### Task brief
Go over the data below line by line, and state how many lines contain the string "struct". Give the number only.

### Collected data
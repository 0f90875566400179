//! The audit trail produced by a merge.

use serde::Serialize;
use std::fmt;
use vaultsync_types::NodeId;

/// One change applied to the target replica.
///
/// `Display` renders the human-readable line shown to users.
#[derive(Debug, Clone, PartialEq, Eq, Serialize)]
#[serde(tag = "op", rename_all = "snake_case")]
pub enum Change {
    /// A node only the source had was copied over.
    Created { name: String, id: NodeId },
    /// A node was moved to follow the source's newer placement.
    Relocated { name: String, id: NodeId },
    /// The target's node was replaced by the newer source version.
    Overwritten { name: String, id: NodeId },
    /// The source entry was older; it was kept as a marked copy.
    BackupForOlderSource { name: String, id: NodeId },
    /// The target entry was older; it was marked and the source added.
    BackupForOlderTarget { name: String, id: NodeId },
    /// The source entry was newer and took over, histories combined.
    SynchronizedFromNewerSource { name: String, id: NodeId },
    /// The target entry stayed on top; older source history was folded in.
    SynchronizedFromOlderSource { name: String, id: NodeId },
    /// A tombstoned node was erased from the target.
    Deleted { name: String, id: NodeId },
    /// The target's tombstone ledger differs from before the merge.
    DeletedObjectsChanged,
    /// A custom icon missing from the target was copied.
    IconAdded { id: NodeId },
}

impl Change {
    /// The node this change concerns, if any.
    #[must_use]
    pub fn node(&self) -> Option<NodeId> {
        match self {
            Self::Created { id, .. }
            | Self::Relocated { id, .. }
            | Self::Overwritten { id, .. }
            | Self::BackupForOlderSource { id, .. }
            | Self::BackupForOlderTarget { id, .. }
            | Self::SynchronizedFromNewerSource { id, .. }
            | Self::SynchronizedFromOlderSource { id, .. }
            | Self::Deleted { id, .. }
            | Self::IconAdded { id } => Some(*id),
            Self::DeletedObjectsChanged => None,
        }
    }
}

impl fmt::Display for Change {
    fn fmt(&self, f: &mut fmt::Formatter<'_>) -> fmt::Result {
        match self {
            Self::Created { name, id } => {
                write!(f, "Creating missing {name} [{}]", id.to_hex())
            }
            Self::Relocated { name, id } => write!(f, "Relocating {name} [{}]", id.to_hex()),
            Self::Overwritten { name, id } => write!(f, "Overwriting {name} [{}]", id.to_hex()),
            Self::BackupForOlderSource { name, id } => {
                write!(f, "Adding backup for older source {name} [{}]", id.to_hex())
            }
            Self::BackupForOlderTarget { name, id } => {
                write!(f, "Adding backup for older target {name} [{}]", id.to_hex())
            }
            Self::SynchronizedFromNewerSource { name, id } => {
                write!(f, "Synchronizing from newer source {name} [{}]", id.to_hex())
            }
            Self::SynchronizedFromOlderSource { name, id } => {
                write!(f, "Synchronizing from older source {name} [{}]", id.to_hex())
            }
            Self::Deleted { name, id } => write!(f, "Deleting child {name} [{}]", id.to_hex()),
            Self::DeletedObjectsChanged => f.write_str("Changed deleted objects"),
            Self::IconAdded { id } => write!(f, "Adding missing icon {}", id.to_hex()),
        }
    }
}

...

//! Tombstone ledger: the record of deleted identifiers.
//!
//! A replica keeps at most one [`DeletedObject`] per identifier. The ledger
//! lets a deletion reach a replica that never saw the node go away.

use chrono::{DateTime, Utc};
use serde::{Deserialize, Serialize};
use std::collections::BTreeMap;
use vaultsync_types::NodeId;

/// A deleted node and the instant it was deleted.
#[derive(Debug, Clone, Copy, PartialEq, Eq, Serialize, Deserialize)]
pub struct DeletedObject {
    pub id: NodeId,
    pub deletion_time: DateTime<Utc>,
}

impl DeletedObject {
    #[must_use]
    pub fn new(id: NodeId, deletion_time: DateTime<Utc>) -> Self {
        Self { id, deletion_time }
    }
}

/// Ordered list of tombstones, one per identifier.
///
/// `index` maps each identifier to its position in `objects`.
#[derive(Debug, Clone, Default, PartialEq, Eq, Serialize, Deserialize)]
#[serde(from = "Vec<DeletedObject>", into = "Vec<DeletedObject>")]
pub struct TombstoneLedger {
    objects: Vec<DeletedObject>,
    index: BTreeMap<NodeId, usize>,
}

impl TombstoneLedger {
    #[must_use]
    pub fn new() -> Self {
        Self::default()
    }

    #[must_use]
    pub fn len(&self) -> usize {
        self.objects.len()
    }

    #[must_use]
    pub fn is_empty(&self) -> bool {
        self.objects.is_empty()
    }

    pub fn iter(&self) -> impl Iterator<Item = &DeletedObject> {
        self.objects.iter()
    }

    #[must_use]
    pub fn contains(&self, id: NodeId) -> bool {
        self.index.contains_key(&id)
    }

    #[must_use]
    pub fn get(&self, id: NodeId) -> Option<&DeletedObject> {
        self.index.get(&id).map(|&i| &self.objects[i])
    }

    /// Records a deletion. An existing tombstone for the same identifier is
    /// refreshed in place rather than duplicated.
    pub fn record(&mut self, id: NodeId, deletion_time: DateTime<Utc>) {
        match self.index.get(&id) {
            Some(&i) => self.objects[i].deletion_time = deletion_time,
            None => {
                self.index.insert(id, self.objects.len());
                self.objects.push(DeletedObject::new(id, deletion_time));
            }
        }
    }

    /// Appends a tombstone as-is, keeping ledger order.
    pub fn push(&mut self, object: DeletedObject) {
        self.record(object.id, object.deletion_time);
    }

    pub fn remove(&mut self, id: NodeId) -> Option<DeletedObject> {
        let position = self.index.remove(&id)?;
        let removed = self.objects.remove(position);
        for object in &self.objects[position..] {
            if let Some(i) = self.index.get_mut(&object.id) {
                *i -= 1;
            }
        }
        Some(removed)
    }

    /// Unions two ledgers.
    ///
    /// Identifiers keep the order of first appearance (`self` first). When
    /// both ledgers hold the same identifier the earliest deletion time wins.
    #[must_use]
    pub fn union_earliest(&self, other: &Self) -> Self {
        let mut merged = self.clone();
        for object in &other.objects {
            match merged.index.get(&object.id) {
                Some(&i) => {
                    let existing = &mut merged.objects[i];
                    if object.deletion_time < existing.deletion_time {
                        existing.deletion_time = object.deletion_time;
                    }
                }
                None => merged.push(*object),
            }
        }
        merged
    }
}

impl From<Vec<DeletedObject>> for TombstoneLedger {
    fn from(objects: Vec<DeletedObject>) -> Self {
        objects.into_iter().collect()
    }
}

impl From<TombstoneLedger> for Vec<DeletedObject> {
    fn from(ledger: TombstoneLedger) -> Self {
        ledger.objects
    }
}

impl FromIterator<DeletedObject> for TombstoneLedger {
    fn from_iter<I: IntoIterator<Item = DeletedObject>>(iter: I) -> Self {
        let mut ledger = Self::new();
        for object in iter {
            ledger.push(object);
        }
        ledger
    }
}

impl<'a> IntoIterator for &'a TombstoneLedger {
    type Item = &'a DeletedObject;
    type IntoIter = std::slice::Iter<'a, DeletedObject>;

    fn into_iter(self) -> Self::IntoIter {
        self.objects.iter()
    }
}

### Task result
2